Sommer, Michael, Eynikel, Erik, Niederhofer, Veronika, u. Elisabeth Hernitscheck[Hrsg.]

Titel/Untertitel:

Mosebilder. Gedanken zur Rezeption einer literarischen Figur im Frühjudentum, frühen Christentum und der römisch-hellenistischen Literatur.

Verlag:

Tü­bingen: Mohr Siebeck 2017. IX, 478 S. m. Abb. = Wissenschaftliche Untersuchungen zum Neuen Testament, 390. Lw.
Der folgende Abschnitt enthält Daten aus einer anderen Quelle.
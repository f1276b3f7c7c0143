/*
    data_store.rs - Thread-safe access to encrypted documents

    Wraps a FileIndex and the data files it tracks behind two locks:
    - index lock: every index lookup or mutation (short critical sections)
    - content lock: every data file read or write (may cover large I/O)

    A call takes the index lock, resolves the file path, releases it, and only
    then takes the content lock. Only key rotation holds both, and always in
    the order index then content.

    While a rotation journal exists, some files are under the new key and the
    rest under the old one. Reads and writes of documents are refused with
    `RotationPending` until the rotation is rerun; only rotation, removal and
    stats stay available.

    Known window: a `put` that resolved its path just before a concurrent
    `remove` of the same bucket writes a file the index no longer references.
    The document is unreachable (the next `get` allocates a fresh file) and the
    orphan is left on disk.
*/

use super::atomic::{replace_with, write_atomic};
use super::credentials::SaltFile;
use super::errors::{StoreError, StoreResult};
use super::index::{delete_files, FileIndex, RemovalReport, RotationReport};
use super::logical_key::LogicalKey;
use crate::config::StoreConfig;
use crate::core_crypto::{envelope, CryptoError, KdfParams, MasterKey, Salt};
use crate::metrics::Timer;
use metrics::counter;
use serde::Serialize;
use serde_json::Value;
use std::fs::{self, File};
use std::io::{self, BufReader, BufWriter, Read, Write};
use std::path::{Path, PathBuf};
use std::sync::{Arc, Mutex};
use tracing::{debug, info, warn};

/// Summary of the store's current shape
#[derive(Debug, Clone, Default, PartialEq, Eq, Serialize)]
pub struct StoreStats {
    pub buckets: usize,
    pub entries: usize,
    pub pending_rotation: bool,
}

struct ContentState {
    key: MasterKey,
}

struct StoreInner {
    index: Mutex<FileIndex>,
    content: Mutex<ContentState>,
    chunk_size: usize,
    salts: SaltFile,
    kdf: KdfParams,
}

/// Encrypted document store shared across threads and tasks
///
/// Cloning is cheap and every clone talks to the same index and files.
#[derive(Clone)]
pub struct DataStore {
    inner: Arc<StoreInner>,
}

impl std::fmt::Debug for DataStore {
    fn fmt(&self, f: &mut std::fmt::Formatter<'_>) -> std::fmt::Result {
        f.debug_struct("DataStore")
            .field("chunk_size", &self.inner.chunk_size)
            .field("kdf", &self.inner.kdf)
            .finish_non_exhaustive()
    }
}

impl DataStore {
    /// Open the store in `config.data_dir` with an explicit master key
    pub fn open(config: &StoreConfig, key: MasterKey) -> StoreResult<Self> {
        let index = FileIndex::open(config, key)?;
        Ok(Self::from_index(config, index, KdfParams::default()))
    }

    /// Open the store with a key derived from `password`
    ///
    /// The salt is read from `store.salt`, created on first open. If a
    /// password change died after the index moved to the new key, the staged
    /// salt is tried next and promoted when it opens the index.
    pub fn open_with_password(
        config: &StoreConfig,
        kdf: &KdfParams,
        password: &str,
    ) -> StoreResult<Self> {
        fs::create_dir_all(&config.data_dir)?;
        let salts = SaltFile::in_dir(&config.data_dir);
        let salt = salts.load_or_create()?;
        let key = MasterKey::derive(password, &salt, kdf)?;

        match FileIndex::open(config, key) {
            Ok(index) => Ok(Self::from_index(config, index, kdf.clone())),
            Err(e) if e.is_authentication() => {
                let staged = match salts.staged()? {
                    Some(staged) => staged,
                    None => return Err(e),
                };
                let key = MasterKey::derive(password, &staged, kdf)?;
                let mut index = FileIndex::open(config, key)?;
                index.clear_finished_rotation()?;
                salts.promote()?;
                info!("Completed interrupted password change");
                Ok(Self::from_index(config, index, kdf.clone()))
            }
            Err(e) => Err(e),
        }
    }

    fn from_index(config: &StoreConfig, index: FileIndex, kdf: KdfParams) -> Self {
        let key = index.key().clone();
        let salts = SaltFile::in_dir(index.data_dir());
        DataStore {
            inner: Arc::new(StoreInner {
                index: Mutex::new(index),
                content: Mutex::new(ContentState { key }),
                chunk_size: config.stream_chunk_size.max(1),
                salts,
                kdf,
            }),
        }
    }

    /// Document for `key`, or `{}` if it was never written or is not valid JSON
    ///
    /// Allocates an index entry on first access. Wrong key, tampering and I/O
    /// failures are still errors.
    pub fn get_blocking(&self, key: &LogicalKey) -> StoreResult<Value> {
        let timer = Timer::new("store.operation.duration_ms");
        let path = self.resolve(key)?;
        counter!("store.operations.read").increment(1);

        let plaintext = match self.read_plaintext(&path)? {
            Some(plaintext) => plaintext,
            None => {
                debug!(key = %key, "No data written yet; returning empty document");
                counter!("store.read.fallback").increment(1);
                timer.stop();
                return Ok(empty_document());
            }
        };

        let value = match serde_json::from_slice(&plaintext) {
            Ok(value) => value,
            Err(e) => {
                warn!(key = %key, error = %e, "Stored document is malformed; returning empty document");
                counter!("store.read.fallback").increment(1);
                empty_document()
            }
        };
        timer.stop();
        Ok(value)
    }

    /// Document for `key`, `None` if it was never written
    ///
    /// Unlike [`DataStore::get_blocking`] this never allocates and surfaces
    /// malformed documents as [`StoreError::Parse`].
    pub fn read_blocking(&self, key: &LogicalKey) -> StoreResult<Option<Value>> {
        let path = match self.lookup(key)? {
            Some(path) => path,
            None => return Ok(None),
        };
        counter!("store.operations.read").increment(1);

        match self.read_plaintext(&path)? {
            Some(plaintext) => Ok(Some(serde_json::from_slice(&plaintext)?)),
            None => Ok(None),
        }
    }

    /// Replace the document stored under `key`
    pub fn put_blocking(&self, key: &LogicalKey, value: &Value) -> StoreResult<()> {
        let timer = Timer::new("store.operation.duration_ms");
        let json = serde_json::to_vec(value)?;
        let path = self.resolve(key)?;

        let content = self.inner.content.lock()?;
        let sealed = envelope::encrypt(&content.key, &json)?;
        write_atomic(&path, &sealed)?;
        drop(content);

        counter!("store.operations.write").increment(1);
        counter!("store.bytes.written").increment(sealed.len() as u64);
        debug!(key = %key, bytes = sealed.len(), "Stored document");
        timer.stop();
        Ok(())
    }

    /// Replace the content under `key` with everything `reader` yields
    ///
    /// Encrypts in bounded chunks, so the payload never has to fit in memory.
    /// Returns the number of envelope bytes written.
    pub fn put_stream_blocking<R: Read>(&self, key: &LogicalKey, reader: R) -> StoreResult<u64> {
        let path = self.resolve(key)?;

        let content = self.inner.content.lock()?;
        let mut written = 0u64;
        replace_with(&path, |file| -> StoreResult<()> {
            written = envelope::encrypt_stream(
                &content.key,
                reader,
                BufWriter::new(file),
                self.inner.chunk_size,
            )?;
            Ok(())
        })?;
        drop(content);

        counter!("store.operations.write").increment(1);
        counter!("store.bytes.written").increment(written);
        debug!(key = %key, bytes = written, "Stored stream");
        Ok(written)
    }

    /// Decrypt the content under `key` into `writer`
    ///
    /// Returns `false` if nothing was ever written. Plaintext reaches `writer`
    /// before the tag is checked; on an error the output must be discarded.
    pub fn get_stream_blocking<W: Write>(&self, key: &LogicalKey, writer: W) -> StoreResult<bool> {
        let path = match self.lookup(key)? {
            Some(path) => path,
            None => return Ok(false),
        };

        let content = self.inner.content.lock()?;
        let file = match File::open(&path) {
            Ok(file) => file,
            Err(e) if e.kind() == io::ErrorKind::NotFound => return Ok(false),
            Err(e) => return Err(e.into()),
        };
        envelope::decrypt_stream(&content.key, BufReader::new(file), writer, self.inner.chunk_size)?;
        drop(content);

        counter!("store.operations.read").increment(1);
        Ok(true)
    }

    /// Remove the `(kind, scope)` bucket and delete its data files
    ///
    /// The index is updated first. Files that cannot be deleted are logged
    /// and listed in the report, never raised.
    pub fn remove_blocking(&self, kind: &str, scope: &str) -> StoreResult<RemovalReport> {
        let files = self.inner.index.lock()?.detach_bucket(kind, scope)?;

        let content = self.inner.content.lock()?;
        let report = delete_files(&files);
        drop(content);

        counter!("store.operations.delete").increment(1);
        if !report.failed.is_empty() {
            counter!("store.files.orphaned").increment(report.failed.len() as u64);
        }
        debug!(kind, scope, removed = report.removed, "Removed bucket");
        Ok(report)
    }

    /// Re-encrypt everything from the current key to `new_key`
    pub fn rotate_key_blocking(&self, new_key: MasterKey) -> StoreResult<RotationReport> {
        let mut index = self.inner.index.lock()?;
        let mut content = self.inner.content.lock()?;
        let old_key = content.key.clone();

        let report = index.rotate_key(&old_key, new_key)?;
        content.key = index.key().clone();

        counter!("store.operations.rotate").increment(1);
        Ok(report)
    }

    /// Switch the store to a key derived from `new_password`
    ///
    /// `old_password` must derive the key the index is under. The new salt
    /// is staged before rotating and promoted after, so rerunning with the
    /// same passwords after a crash resumes the rotation.
    pub fn change_password_blocking(
        &self,
        old_password: &str,
        new_password: &str,
    ) -> StoreResult<RotationReport> {
        let salts = &self.inner.salts;
        let kdf = &self.inner.kdf;

        let current = salts.load_or_create()?;
        let old_key = MasterKey::derive(old_password, &current, kdf)?;
        let (staged, fresh) = match salts.staged()? {
            Some(staged) => (staged, false),
            None => (Salt::generate(), true),
        };
        let new_key = MasterKey::derive(new_password, &staged, kdf)?;

        let mut index = self.inner.index.lock()?;
        let mut content = self.inner.content.lock()?;
        // Nothing is staged until the old password is known to be right
        if content.key != old_key {
            return Err(StoreError::Crypto(CryptoError::Authentication));
        }
        if fresh {
            salts.stage(&staged)?;
        }
        let report = index.rotate_key(&old_key, new_key)?;
        content.key = index.key().clone();
        salts.promote()?;
        drop(content);
        drop(index);

        counter!("store.operations.rotate").increment(1);
        info!(rotated = report.rotated, "Password changed");
        Ok(report)
    }

    pub fn stats(&self) -> StoreResult<StoreStats> {
        let index = self.inner.index.lock()?;
        Ok(StoreStats {
            buckets: index.bucket_count(),
            entries: index.entry_count(),
            pending_rotation: index.pending_rotation(),
        })
    }

    /// Directory holding the index and data files
    pub fn data_dir(&self) -> StoreResult<PathBuf> {
        Ok(self.inner.index.lock()?.data_dir().to_path_buf())
    }

    // Async variants: run the blocking sequence on tokio's blocking pool

    pub async fn get(&self, key: LogicalKey) -> StoreResult<Value> {
        let store = self.clone();
        run_blocking(move || store.get_blocking(&key)).await
    }

    pub async fn read(&self, key: LogicalKey) -> StoreResult<Option<Value>> {
        let store = self.clone();
        run_blocking(move || store.read_blocking(&key)).await
    }

    pub async fn put(&self, key: LogicalKey, value: Value) -> StoreResult<()> {
        let store = self.clone();
        run_blocking(move || store.put_blocking(&key, &value)).await
    }

    pub async fn remove(&self, kind: String, scope: String) -> StoreResult<RemovalReport> {
        let store = self.clone();
        run_blocking(move || store.remove_blocking(&kind, &scope)).await
    }

    pub async fn rotate_key(&self, new_key: MasterKey) -> StoreResult<RotationReport> {
        let store = self.clone();
        run_blocking(move || store.rotate_key_blocking(new_key)).await
    }

    pub async fn change_password(
        &self,
        old_password: String,
        new_password: String,
    ) -> StoreResult<RotationReport> {
        let store = self.clone();
        run_blocking(move || store.change_password_blocking(&old_password, &new_password)).await
    }

    fn resolve(&self, key: &LogicalKey) -> StoreResult<PathBuf> {
        let mut index = self.inner.index.lock()?;
        ensure_settled(&index)?;
        index.resolve_or_create(key)
    }

    fn lookup(&self, key: &LogicalKey) -> StoreResult<Option<PathBuf>> {
        let index = self.inner.index.lock()?;
        ensure_settled(&index)?;
        index.lookup(key)
    }

    /// Decrypted content of `path`, `None` if the file does not exist
    fn read_plaintext(&self, path: &Path) -> StoreResult<Option<Vec<u8>>> {
        let content = self.inner.content.lock()?;
        let sealed = match fs::read(path) {
            Ok(bytes) => bytes,
            Err(e) if e.kind() == io::ErrorKind::NotFound => return Ok(None),
            Err(e) => return Err(e.into()),
        };
        let plaintext = envelope::decrypt(&content.key, &sealed)?;
        Ok(Some(plaintext))
    }
}

fn ensure_settled(index: &FileIndex) -> StoreResult<()> {
    if index.pending_rotation() {
        return Err(StoreError::RotationPending);
    }
    Ok(())
}

fn empty_document() -> Value {
    Value::Object(serde_json::Map::new())
}

async fn run_blocking<T, F>(f: F) -> StoreResult<T>
where
    F: FnOnce() -> StoreResult<T> + Send + 'static,
    T: Send + 'static,
{
    tokio::task::spawn_blocking(f)
        .await
        .map_err(|e| StoreError::Task(e.to_string()))?
}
EUR 149,00. ISBN 978-3-16-155790-3.

Rezensent:

Heinz-Josef Fabry

Der Band bietet die Beiträge des Regensburger Abschlusssymposions der »Benedikt XVI.«-Gastprofessur von Günter Stemberger am 22.5.2014. Die Beiträge sind untergliedert auf vier Teile mit einem Nachwort von G. Stemberger (457–463), das ausgezeichnet in den Gesamtduktus des Buches einführt, im Grunde aber korrigierend in die Struktur des Buches eingreift. Der Umfang des Buches mit insgesamt 20 Einzelbeiträgen erlaubt es nicht, selbige mit der gebührenden Einzelkritik zu durchdringen. Sie sollen deshalb vorgestellt werden, um Leserinnen und Lesern Auswahl und Lektüre zu erleichtern.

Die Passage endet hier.